The story of Tua Tagovailoa's vulnerable brain is already speeding into hyperspace, which is to say that his ability to play Sunday at New England is no longer as compelling a debate as whether he should play ever again, and even whether his parents should start leaning on him to consider retirement. Wait, what?
Yep, we're there now, thanks to Mike Florio's latest postulate in ProFootballTalk, in which he manages in one post to make the leap from "if he's cleared to play, he should play" to "maybe he should never play again," and suggesting that his family might be leaning on him to consider a less cranially stressful line of work. Not that narratives drive concussion evaluations, but the NFL did change its protocols after the horrified reaction to Tagovailoa's first concussion after Week 3, so yes, narratives drive concussion evaluations.
This, though, is the first time in our memory that anyone has suggested that a player's family might want to be involved, let alone ought to be. This would of course horrify any team, as they only just very recently considered the possibility that the player himself might have something to say about a decision that has typically been held exclusively by the employer. Indeed, the Dolphins watched Tagovailoa hit his head on the ground Sunday and blithely let him play the rest of the game, as though the concept of precautionary action based on medical history was still written in the original elvish runes of ninth-century witchcraft.
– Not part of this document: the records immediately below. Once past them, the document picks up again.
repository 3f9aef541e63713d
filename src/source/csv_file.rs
// src/source/csv_file.rs
//
// Local file source: a CSV/TSV download of the running-log sheet.
// Same contract as the Google source; every cell arrives as text.

use std::fs;
use std::path::PathBuf;

use super::{Cell, RawTable, SheetSource, SourceError};
use crate::csv::{parse_rows, sniff_delim};

pub struct CsvSource {
    path: PathBuf,
}

impl CsvSource {
    pub fn new(path: PathBuf) -> Self {
        Self { path }
    }
}

impl SheetSource for CsvSource {
    fn fetch(&self) -> Result<RawTable, SourceError> {
        let text = fs::read_to_string(&self.path).map_err(|source| SourceError::File {
            path: self.path.clone(),
            source,
        })?;

        let grid = parse_rows(&text, sniff_delim(&text))
            .into_iter()
            .map(|row| row.iter().map(|c| Cell::from_text(c)).collect())
            .collect();

        let table = RawTable::from_grid(grid);
        logf!("Fetch: {} → rows={}", self.describe(), table.row_count());
        Ok(table)
    }

    fn describe(&self) -> String {
        format!("csv {}", self.path.display())
    }
}
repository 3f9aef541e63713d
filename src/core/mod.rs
// src/core/mod.rs

pub mod net;
pub mod sanitize;
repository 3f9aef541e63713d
// src/csv.rs
use std::io::{self, Write};
use std::mem::take;

/* ---------------- Parsing ---------------- */

/// Minimal CSV/TSV parser (quotes + CRLF tolerant). A leading UTF-8 BOM
/// (spreadsheet "Download as CSV") is dropped.
pub fn parse_rows(text: &str, sep: char) -> Vec<Vec<String>> {
    let text = text.strip_prefix('\u{feff}').unwrap_or(text);
    let mut rows = Vec::new();
    let mut field = s!();
    let mut row = Vec::new();
    let mut in_quotes = false;
    let mut chars = text.chars().peekable();

    while let Some(ch) = chars.next() {
        match ch {
            '"' => {
                if in_quotes {
                    if matches!(chars.peek(), Some('"')) {
                        chars.next(); // double-quote escape
                        field.push('"');
                    } else {
                        in_quotes = false;
                    }
                } else {
                    in_quotes = true;
                }
            }
            c if c == sep && !in_quotes => {
                row.push(take(&mut field));
            }
            '\n' | '\r' if !in_quotes => {
                if ch == '\r' && matches!(chars.peek(), Some('\n')) { chars.next(); }
                row.push(take(&mut field));
                if !(row.len() == 1 && row[0].is_empty()) {
                    rows.push(take(&mut row));
                } else {
                    row.clear();
                }
            }
            _ => field.push(ch),
        }
    }

    // Flush a trailing row without newline (skip the empty tail after a final newline).
    if !field.is_empty() || !row.is_empty() {
        row.push(field);
        rows.push(row);
    }

    rows
}

/// Pick the separator from the header line: tab if present, then `;`
/// (German spreadsheet exports), otherwise `,`.
pub fn sniff_delim(text: &str) -> char {
    let first = text.lines().next().unwrap_or("");
    if first.contains('\t') { '\t' }
    else if first.contains(';') && !first.contains(',') { ';' }
    else { ',' }
}

/* ---------------- Writing ---------------- */

fn needs_quotes(field: &str, sep: char) -> bool {
    field.contains(sep) || field.contains('"') || field.contains('\n') || field.contains('\r')
}

/// Write a single CSV/TSV row to any writer.
pub fn write_row<W: Write>(mut w: W, row: &[String], sep: char) -> io::Result<()> {
    let mut first = true;
    for cell in row {
        if !first { write!(w, "{}", sep)?; } else { first = false; }
        if needs_quotes(cell, sep) {
            let escaped = cell.replace('"', "\"\"");
            write!(w, "\"{}\"", escaped)?;
        } else {
            write!(w, "{}", cell)?;
        }
    }
    writeln!(w)
}

/// Full export text (clipboard / file) for a table.
pub fn to_export_string(
    headers: &[String],
    rows: &[Vec<String>],
    include_headers: bool,
    sep: char,
) -> String {
    let mut buf: Vec<u8> = Vec::new();

    if include_headers && !headers.is_empty() {
        let _ = write_row(&mut buf, headers, sep);
    }
    for r in rows {
        let _ = write_row(&mut buf, r, sep);
    }

    match String::from_utf8(buf) {
        Ok(s) => s,
        Err(e) => String::from_utf8_lossy(&e.into_bytes()).into_owned(),
    }
}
Well, maybe "blithely" is too harsh a term, as reacting a day later is light speed by traditional NFL standards, and yes, that includes players who still cling to the notion that playing hurt includes playing while seeing three of everything and trying to pick the thing in the middle. See Derwin James last night for a further example of the head as disposable item.
The Tagovailoa story demonstrates for the umpteenth time how sports remains more reactive than proactive with head injuries, and that in a sport built on the sanctity of violent contact the reluctance to pull a player from a game remains the dodgiest of guesses, and the assumption that even with head injuries the "why not?" standard remains maddeningly in place. But Tua's head, because it is attached to a quarterback, gets more notice, and now new notice as well. Noticing the family's concerns may be a weird advancement in the area of brain health for football players, but to this point, any conceptual expansion of the effects of concussion is an advancement football hasn't seemed capable of making.